[Opening Material provided section]

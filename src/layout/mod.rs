//! Layered layout engine
//!
//! One algorithm, reused for the block-level link graph and the label-level
//! route graph: nodes are assigned to layers by a wave-based topological
//! pass, layers advance along X by the previous layer's widest node plus a
//! gap, and nodes within a layer stack vertically centered around zero.
//! Cyclic graphs are handled by seeding the single node with the globally
//! minimal in-degree; nodes unreachable from any seed form one final
//! catch-all layer. Everything is deterministic given the same node and
//! edge order.

pub mod config;

pub use config::LayoutConfig;

use std::collections::HashMap;

use serde::{Deserialize, Serialize};

/// A 2D position in the diagram coordinate system
#[derive(Debug, Clone, Copy, PartialEq, Default, Serialize, Deserialize)]
pub struct Point {
    pub x: f64,
    pub y: f64,
}

impl Point {
    pub fn new(x: f64, y: f64) -> Self {
        Self { x, y }
    }
}

/// Layout input: a node with a stable id and a size.
#[derive(Debug, Clone)]
pub struct LayoutNode {
    pub id: String,
    pub width: f64,
    pub height: f64,
}

impl LayoutNode {
    pub fn new(id: impl Into<String>, width: f64, height: f64) -> Self {
        Self {
            id: id.into(),
            width,
            height,
        }
    }
}

/// Layout output: the node id with its computed position, in input order.
#[derive(Debug, Clone, PartialEq, Serialize, Deserialize)]
pub struct PlacedNode {
    pub id: String,
    pub position: Point,
    pub layer: usize,
}

/// Compute the layered layout. Edges reference node ids; edges mentioning
/// unknown ids are ignored.
pub fn layered(
    nodes: &[LayoutNode],
    edges: &[(String, String)],
    config: &LayoutConfig,
) -> Vec<PlacedNode> {
    if nodes.is_empty() {
        return Vec::new();
    }

    // Index lookup is internal only; nothing observable iterates this map.
    let index_of: HashMap<&str, usize> = nodes
        .iter()
        .enumerate()
        .map(|(i, n)| (n.id.as_str(), i))
        .collect();

    let mut successors: Vec<Vec<usize>> = vec![Vec::new(); nodes.len()];
    let mut in_degree: Vec<usize> = vec![0; nodes.len()];
    for (source, target) in edges {
        let (Some(&s), Some(&t)) = (index_of.get(source.as_str()), index_of.get(target.as_str()))
        else {
            continue;
        };
        successors[s].push(t);
        in_degree[t] += 1;
    }

    // Seed with all zero-in-degree nodes; a cyclic graph gets the first
    // node (in input order) with the globally minimal in-degree.
    let mut remaining = in_degree.clone();
    let mut queue: Vec<usize> = (0..nodes.len()).filter(|&i| remaining[i] == 0).collect();
    if queue.is_empty() {
        let min_degree = *remaining.iter().min().unwrap_or(&0);
        if let Some(seed) = (0..nodes.len()).find(|&i| remaining[i] == min_degree) {
            queue.push(seed);
        }
    }

    let mut visited = vec![false; nodes.len()];
    let mut layers: Vec<Vec<usize>> = Vec::new();
    while !queue.is_empty() {
        for &i in &queue {
            visited[i] = true;
        }
        let mut next = Vec::new();
        for &i in &queue {
            for &succ in &successors[i] {
                if visited[succ] {
                    continue;
                }
                remaining[succ] = remaining[succ].saturating_sub(1);
                if remaining[succ] == 0 && !next.contains(&succ) {
                    next.push(succ);
                }
            }
        }
        layers.push(queue);
        queue = next;
    }

    // Nodes never reached (back-edges kept their in-degree positive, or
    // they were unreachable from any seed) form one catch-all layer.
    let orphans: Vec<usize> = (0..nodes.len()).filter(|&i| !visited[i]).collect();
    if !orphans.is_empty() {
        layers.push(orphans);
    }

    place_layers(nodes, &layers, config)
}

/// Turn layer assignments into coordinates: X advances by the widest node
/// of the previous layer plus the horizontal gap; within a layer, nodes
/// stack vertically centered around zero and narrower nodes center within
/// the layer column.
fn place_layers(
    nodes: &[LayoutNode],
    layers: &[Vec<usize>],
    config: &LayoutConfig,
) -> Vec<PlacedNode> {
    let mut placed: Vec<Option<PlacedNode>> = vec![None; nodes.len()];

    let mut x = 0.0;
    for (layer_idx, layer) in layers.iter().enumerate() {
        let layer_width = layer
            .iter()
            .map(|&i| nodes[i].width)
            .fold(0.0_f64, f64::max);
        let total_height: f64 = layer.iter().map(|&i| nodes[i].height).sum::<f64>()
            + config.vertical_gap * layer.len().saturating_sub(1) as f64;

        let mut y = -total_height / 2.0;
        for &i in layer {
            placed[i] = Some(PlacedNode {
                id: nodes[i].id.clone(),
                position: Point::new(x + (layer_width - nodes[i].width) / 2.0, y),
                layer: layer_idx,
            });
            y += nodes[i].height + config.vertical_gap;
        }

        x += layer_width + config.horizontal_gap;
    }

    placed.into_iter().flatten().collect()
}

#[cfg(test)]
mod tests {
    use super::*;

    fn node(id: &str) -> LayoutNode {
        LayoutNode::new(id, 100.0, 50.0)
    }

    fn edge(a: &str, b: &str) -> (String, String) {
        (a.to_string(), b.to_string())
    }

    fn placed<'a>(result: &'a [PlacedNode], id: &str) -> &'a PlacedNode {
        result.iter().find(|p| p.id == id).unwrap()
    }

    #[test]
    fn test_chain_gets_increasing_layers() {
        let nodes = [node("a"), node("b"), node("c")];
        let edges = [edge("a", "b"), edge("b", "c")];
        let result = layered(&nodes, &edges, &LayoutConfig::default());

        assert_eq!(placed(&result, "a").layer, 0);
        assert_eq!(placed(&result, "b").layer, 1);
        assert_eq!(placed(&result, "c").layer, 2);
        assert!(placed(&result, "a").position.x < placed(&result, "b").position.x);
        assert!(placed(&result, "b").position.x < placed(&result, "c").position.x);
    }

    #[test]
    fn test_siblings_share_a_layer() {
        let nodes = [node("a"), node("b"), node("c")];
        let edges = [edge("a", "b"), edge("a", "c")];
        let result = layered(&nodes, &edges, &LayoutConfig::default());

        assert_eq!(placed(&result, "b").layer, 1);
        assert_eq!(placed(&result, "c").layer, 1);
        assert_eq!(
            placed(&result, "b").position.x,
            placed(&result, "c").position.x
        );
        assert!(placed(&result, "b").position.y < placed(&result, "c").position.y);
    }

    #[test]
    fn test_layer_stack_centered_around_zero() {
        let nodes = [node("a"), node("b"), node("c")];
        let edges = [edge("a", "b"), edge("a", "c")];
        let result = layered(&nodes, &edges, &LayoutConfig::default());

        let b = placed(&result, "b").position.y;
        let c = placed(&result, "c").position.y;
        // two 50-high nodes with a 24 gap: stack spans -62..62
        assert_eq!(b, -62.0);
        assert_eq!(c, 12.0);
    }

    #[test]
    fn test_narrow_node_centered_in_layer() {
        let nodes = [
            node("a"),
            LayoutNode::new("wide", 200.0, 50.0),
            LayoutNode::new("narrow", 100.0, 50.0),
        ];
        let edges = [edge("a", "wide"), edge("a", "narrow")];
        let result = layered(&nodes, &edges, &LayoutConfig::default());

        let wide_x = placed(&result, "wide").position.x;
        let narrow_x = placed(&result, "narrow").position.x;
        assert_eq!(narrow_x, wide_x + 50.0);
    }

    #[test]
    fn test_cycle_seeds_min_in_degree_node() {
        let nodes = [node("a"), node("b")];
        let edges = [edge("a", "b"), edge("b", "a")];
        let result = layered(&nodes, &edges, &LayoutConfig::default());

        assert_eq!(result.len(), 2);
        assert_eq!(placed(&result, "a").layer, 0);
    }

    #[test]
    fn test_unreachable_node_in_catch_all_layer() {
        // c -> b keeps b's in-degree positive after the a-wave, and c is
        // inside a cycle with b, so both land in the catch-all layer.
        let nodes = [node("a"), node("b"), node("c")];
        let edges = [edge("a", "b"), edge("b", "c"), edge("c", "b")];
        let result = layered(&nodes, &edges, &LayoutConfig::default());

        assert_eq!(placed(&result, "a").layer, 0);
        assert_eq!(placed(&result, "b").layer, 1);
        assert_eq!(placed(&result, "c").layer, 1);
    }

    #[test]
    fn test_determinism() {
        let nodes = [node("a"), node("b"), node("c"), node("d")];
        let edges = [edge("a", "b"), edge("a", "c"), edge("c", "d")];
        let first = layered(&nodes, &edges, &LayoutConfig::default());
        let second = layered(&nodes, &edges, &LayoutConfig::default());
        assert_eq!(first, second);
    }

    #[test]
    fn test_empty_graph() {
        let result = layered(&[], &[], &LayoutConfig::default());
        assert!(result.is_empty());
    }

    #[test]
    fn test_unknown_edge_ids_ignored() {
        let nodes = [node("a")];
        let edges = [edge("a", "ghost")];
        let result = layered(&nodes, &edges, &LayoutConfig::default());
        assert_eq!(result.len(), 1);
    }
}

[Closing Material provided section]

§ Your goal: Show all lines in the records above that hold "source".

§ Answer section:
    for (source, target) in edges {
        let (Some(&s), Some(&t)) = (index_of.get(source.as_str()), index_of.get(target.as_str()))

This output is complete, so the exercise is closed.